Before the June 30 deadline, the company needs to pay off nearly $30 billion in debt acquired from the Paradise fire in 2018, which was started from one of the utility’s power lines. The claims increased by more than $6 billion from the original amount owed to several actors that include wildfire victims, creditors, government agencies and insurance companies.

Despite the ongoing drama PG&E is wrapped up in, the utility won’t budge on changing its status. PG&E has made it clear it does not intend on transitioning to a customer-owned utility, and plans on paying off all its debt in full before next year’s imminent deadline. In September, San Francisco offered to buy $2.5 billion of the utility’s electrical grid in the city. But the company shot down the offer, claiming they didn’t believe municipalization was in the “best interest” of its customers.

Still, Liccardo isn’t going down without a fight. In a news conference earlier this month, the mayor said that while the utility claims that it’s “not for sale,” it might not have much of a choice as hedge funds compete for the company’s “carcass.” The public deserves better, he added, as a customer-owned utility would align “the financial interests of the company with the public interest,” instead of relying on actors that have a “desire for financial gain.”

“We know that there are two hedge fund companies today that are competing for PG&E assets in bankruptcy court and neither of those options offers the public the confidence they need that they’ll have a utility that will deliver reliable and safe service,” said Liccardo. “We cannot have a junk bond utility emerge from this process.”

And Liccardo isn’t alone. In a signed letter to the California Public Utilities Commission (CPUC) and the governor, more than 20 mayors across the state endorsed the San Jose mayor’s plan. While a bankruptcy court ultimately decides the utility’s future, the CPUC will decide on approving a final reorganization plan and determine if the utility qualifies for a $21 billion wildfire insurance fund.

“There’s not much secret anymore about the fact that ultimately, we are all responsible for putting this utility back on its feet,” Liccardo added. “If we’re going to be paying for it at higher rates — we better own the company.”

The utility has been rocked by a series of scandals following last year’s destructive wildfire season that devoured large swaths of the state — a result of soaring temperatures and the utility’s outdated infrastructure. Then, the utility faced intense criticism for forcing massive power shutoffs that affected millions of Californians during this year’s fire season, in an attempt to prevent another blaze sparked by its faulty power lines.

The company continues to encounter ongoing scrutiny for its poor management and operational decisions that resulted in leaving more than 850,000 customers across 36 counties in California without power. In San Jose alone, more than 60,000 residents were affected. As of this past week, several parts of California were still enduring blackouts.

Until PG&E repairs its infrastructure by putting its power lines underground — estimated to cost $243 billion — the company said blackouts would be more frequent during wildfire season. This year alone, the company claimed it would cost them $150 billion to implement the court mandated safety plan to prevent wildfires. But the timeline to fix the broken infrastructure, which PG&E said could take between 10 to 15 years, may still not completely prevent fires from breaking out in areas where dry brush, gusty winds and hot temperatures set the stage for a perfect blaze.
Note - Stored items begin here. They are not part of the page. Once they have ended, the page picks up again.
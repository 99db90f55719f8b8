use async_trait::async_trait;
pub use crate::error::BackendError;
use std::future::Future;
use std::path::{Path, PathBuf};
use std::time::Duration;

/// Parameters used to establish a browser session.
#[derive(Debug, Clone, Default)]
pub struct ConnectOptions {
    /// Chrome/Chromium executable to launch. Falls back to auto-detection.
    pub chrome_path: Option<PathBuf>,
    /// DevTools WebSocket URL of an already running browser. When set the
    /// backend attaches instead of launching.
    pub remote_url: Option<String>,
    pub headless: bool,
    pub timeout: Duration,
}

/// The narrow capability interface the workflow needs from a browser.
///
/// Every method is a single remote call. Implementations own the session
/// handle; `close` must leave the backend in a state where `is_ready`
/// returns false.
#[async_trait]
pub trait Backend: Send + Sync {
    /// Establish the session (launch a browser or attach to a remote one).
    async fn connect(&mut self, options: &ConnectOptions) -> Result<(), BackendError>;

    /// Whether a live session is held.
    async fn is_ready(&self) -> bool;

    /// Navigate the active page to `url`.
    async fn navigate(&mut self, url: &str) -> Result<(), BackendError>;

    /// Wait until the document reports it finished loading.
    async fn wait_for_load(&mut self, timeout: Duration) -> Result<(), BackendError>;

    async fn element_exists(&mut self, selector: &str) -> Result<bool, BackendError>;

    async fn is_element_visible(&mut self, selector: &str) -> Result<bool, BackendError>;

    async fn clear_field(&mut self, selector: &str) -> Result<(), BackendError>;

    async fn type_text(&mut self, selector: &str, text: &str) -> Result<(), BackendError>;

    /// Wait until the element is visible and enabled.
    async fn wait_for_clickable(
        &mut self,
        selector: &str,
        timeout: Duration,
    ) -> Result<(), BackendError>;

    async fn click(&mut self, selector: &str) -> Result<(), BackendError>;

    async fn get_element_text(&mut self, selector: &str) -> Result<String, BackendError>;

    /// Wait until an element matching `selector` is present.
    async fn wait_for_selector(
        &mut self,
        selector: &str,
        timeout: Duration,
    ) -> Result<(), BackendError>;

    async fn get_current_url(&mut self) -> Result<String, BackendError>;

    /// Capture the page and write it to `path`.
    async fn take_screenshot(
        &mut self,
        full_page: bool,
        path: &Path,
    ) -> Result<(), BackendError>;

    /// Wait for a navigation to finish, giving up quietly after `timeout`.
    async fn wait_for_navigation_or_timeout(
        &mut self,
        timeout: Duration,
    ) -> Result<(), BackendError>;

    /// Release the session.
    async fn close(&mut self) -> Result<(), BackendError>;
}

/// Bound a remote call so it can never block the run indefinitely.
pub async fn bounded<T, F>(operation: &str, timeout: Duration, call: F) -> Result<T, BackendError>
where
    F: Future<Output = Result<T, BackendError>>,
{
    match tokio::time::timeout(timeout, call).await {
        Ok(result) => result,
        Err(_) => Err(BackendError::Timeout {
            operation: operation.to_string(),
            timeout_ms: timeout.as_millis() as u64,
        }),
    }
}
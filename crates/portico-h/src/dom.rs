//! DOM queries evaluated in the page.
//!
//! Selectors are JSON-encoded into the expression so quotes and non-ASCII
//! placeholders survive intact.

use chromiumoxide::Page;
use portico_engine::BackendError;
use serde::de::DeserializeOwned;
use std::time::Duration;
use tokio::time::Instant;

/// Hard cap for a single evaluation. A blocking dialog would otherwise stall
/// the JS thread indefinitely.
const EVAL_TIMEOUT: Duration = Duration::from_secs(10);

/// Maximum retries for context errors during page navigation.
const MAX_CONTEXT_RETRIES: u32 = 10;

const CONTEXT_RETRY_DELAY: Duration = Duration::from_millis(100);

pub const POLL_INTERVAL: Duration = Duration::from_millis(100);

fn is_context_error(err: &str) -> bool {
    err.contains("Cannot find context")
        || err.contains("Execution context was destroyed")
        || err.contains("-32000")
}

fn quote(selector: &str) -> String {
    // A &str always serializes.
    serde_json::to_string(selector).unwrap_or_else(|_| "\"\"".to_string())
}

pub fn exists_script(selector: &str) -> String {
    format!("document.querySelector({}) !== null", quote(selector))
}

pub fn visible_script(selector: &str) -> String {
    format!(
        r#"(() => {{
    const el = document.querySelector({sel});
    if (!el) return false;
    const style = window.getComputedStyle(el);
    if (style.display === 'none' || style.visibility === 'hidden' || style.opacity === '0') return false;
    const rect = el.getBoundingClientRect();
    return rect.width > 0 && rect.height > 0;
}})()"#,
        sel = quote(selector)
    )
}

pub fn clickable_script(selector: &str) -> String {
    format!(
        r#"(() => {{
    const el = document.querySelector({sel});
    if (!el || el.disabled) return false;
    const style = window.getComputedStyle(el);
    if (style.display === 'none' || style.visibility === 'hidden' || style.pointerEvents === 'none') return false;
    const rect = el.getBoundingClientRect();
    return rect.width > 0 && rect.height > 0;
}})()"#,
        sel = quote(selector)
    )
}

/// Empties the field and notifies framework listeners (Vue/React bind on `input`).
pub fn clear_script(selector: &str) -> String {
    format!(
        r#"(() => {{
    const el = document.querySelector({sel});
    if (!el) return false;
    el.focus();
    el.value = '';
    el.dispatchEvent(new Event('input', {{ bubbles: true }}));
    el.dispatchEvent(new Event('change', {{ bubbles: true }}));
    return true;
}})()"#,
        sel = quote(selector)
    )
}

pub fn text_script(selector: &str) -> String {
    format!(
        r#"(() => {{
    const el = document.querySelector({sel});
    return el ? (el.innerText || el.textContent || '') : null;
}})()"#,
        sel = quote(selector)
    )
}

pub const READY_SCRIPT: &str = "document.readyState === 'complete'";

/// Evaluate `expression` and deserialize its value, retrying while the page
/// is between execution contexts.
pub async fn eval<T: DeserializeOwned>(page: &Page, expression: &str) -> Result<T, BackendError> {
    let mut last_error = None;

    for attempt in 0..MAX_CONTEXT_RETRIES {
        match tokio::time::timeout(EVAL_TIMEOUT, page.evaluate(expression)).await {
            Err(_) => {
                return Err(BackendError::Timeout {
                    operation: "evaluate".into(),
                    timeout_ms: EVAL_TIMEOUT.as_millis() as u64,
                });
            }
            Ok(Err(e)) => {
                let err_str = e.to_string();
                if !is_context_error(&err_str) {
                    return Err(BackendError::Script(err_str));
                }
                tracing::debug!(
                    "Context error during evaluation (attempt {}/{}), retrying...",
                    attempt + 1,
                    MAX_CONTEXT_RETRIES
                );
                last_error = Some(err_str);
                tokio::time::sleep(CONTEXT_RETRY_DELAY).await;
            }
            Ok(Ok(result)) => {
                return result
                    .into_value::<T>()
                    .map_err(|e| BackendError::Script(format!("Failed to get result: {}", e)));
            }
        }
    }

    Err(BackendError::Script(last_error.unwrap_or_else(|| {
        "Evaluation failed after retries".to_string()
    })))
}

/// Poll a boolean expression until it holds or `timeout` elapses.
pub async fn poll_until(
    page: &Page,
    expression: &str,
    operation: &str,
    timeout: Duration,
) -> Result<(), BackendError> {
    let deadline = deadline_after(timeout);
    loop {
        match eval::<bool>(page, expression).await {
            Ok(true) => return Ok(()),
            Ok(false) => {}
            Err(e) => tracing::debug!("{} check failed: {}", operation, e),
        }

        if deadline.is_some_and(|deadline| Instant::now() >= deadline) {
            return Err(BackendError::Timeout {
                operation: operation.to_string(),
                timeout_ms: timeout.as_millis() as u64,
            });
        }
        tokio::time::sleep(POLL_INTERVAL).await;
    }
}

/// `None` when `timeout` is too large to represent; the caller then polls
/// until an outer bound cancels it.
fn deadline_after(timeout: Duration) -> Option<Instant> {
    Instant::now().checked_add(timeout)
}

#[cfg(test)]
mod tests {
    use super::*;

    #[test]
    fn selectors_are_json_quoted() {
        let script = exists_script("input[placeholder*=\"用户名\"]");
        assert_eq!(
            script,
            "document.querySelector(\"input[placeholder*=\\\"用户名\\\"]\") !== null"
        );
    }

    #[test]
    fn context_errors_are_recognised() {
        assert!(is_context_error("Execution context was destroyed."));
        assert!(!is_context_error("SyntaxError: Unexpected token"));
    }

    #[test]
    fn oversized_timeout_has_no_deadline() {
        assert!(deadline_after(Duration::MAX).is_none());
        assert!(deadline_after(Duration::from_millis(200)).is_some());
    }

    #[test]
    fn scripts_embed_selector_once() {
        for script in [
            visible_script("#password"),
            clickable_script("#password"),
            clear_script("#password"),
            text_script("#password"),
        ] {
            assert_eq!(script.matches("\"#password\"").count(), 1);
        }
    }
}
pub mod result;
pub mod runner;
pub mod step;
pub mod verify;

pub use result::{Verdict, WorkflowResult};
pub use runner::WorkflowRunner;
pub use step::{WorkflowStep, login_steps};
pub use verify::Verifier;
Still, while Liccardo acknowledged that the transition to a customer utility may take years, and won’t be an easy feat, more than 900 customer utilities already exist in the United States, serving at least 19 million customers.

“This is a model that has been established for many years. It’s certainly not my idea,” said Liccardo. “The obstacles are the same — this is a company that needs to invest billions in infrastructure and maintenance. Certainly, those obstacles are daunting, but there is greater opportunity to overcome them with an entity that has lower cost of capital.”